Toward protein-cleaving catalytic drugs: artificial protease selective for myoglobin

A protein-cleaving catalyst highly selective for a disease-related protein can be used as a catalytic drug. As the first protein-cleaving catalyst selective for a protein substrate, a catalyst for myoglobin (Mb) was designed by attaching the Cu(II) or Co(III) complex of cyclen to a binding site searched by a combinatorial method using peptide nucleic acid monomers as building units. Various linkers were inserted between the catalytic Co(III) center and the binding site of the Mb-cleaving catalyst.

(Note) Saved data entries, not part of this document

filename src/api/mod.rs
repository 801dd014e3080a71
pub mod error;
pub mod handlers;
pub mod middleware;
use crate::AppState;
use crate::config::UploadVariant;
use crate::{BatchApiDoc, SingleApiDoc};
use axum::{Json, extract::State};
use utoipa::OpenApi;

/// OpenAPI document for the upload variant this instance serves.
pub async fn openapi_json(State(state): State<AppState>) -> Json<utoipa::openapi::OpenApi> {
    let doc = match state.config.variant {
        UploadVariant::Single => SingleApiDoc::openapi(),
        UploadVariant::Batch => BatchApiDoc::openapi(),
    };
    Json(doc)
}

Kinetic data revealed catalytic turnover of the Mb cleavage by the Cu(II) or Co(III) complex. MALDI-TOF MS revealed cleavage of the polypeptide backbone of Mb at selected positions. N-Terminal sequencing of the cleavage products identified the cleavage site and provided evidence for the hydrolytic nature of the Mb cleavage. Various chelating ligands were tested as the ligand for the Co(III) center of the Mb-cleaving catalyst. Among the nine chelating ligands examined, only cyclen and its triaza-monooxo analogue manifested catalytic activity.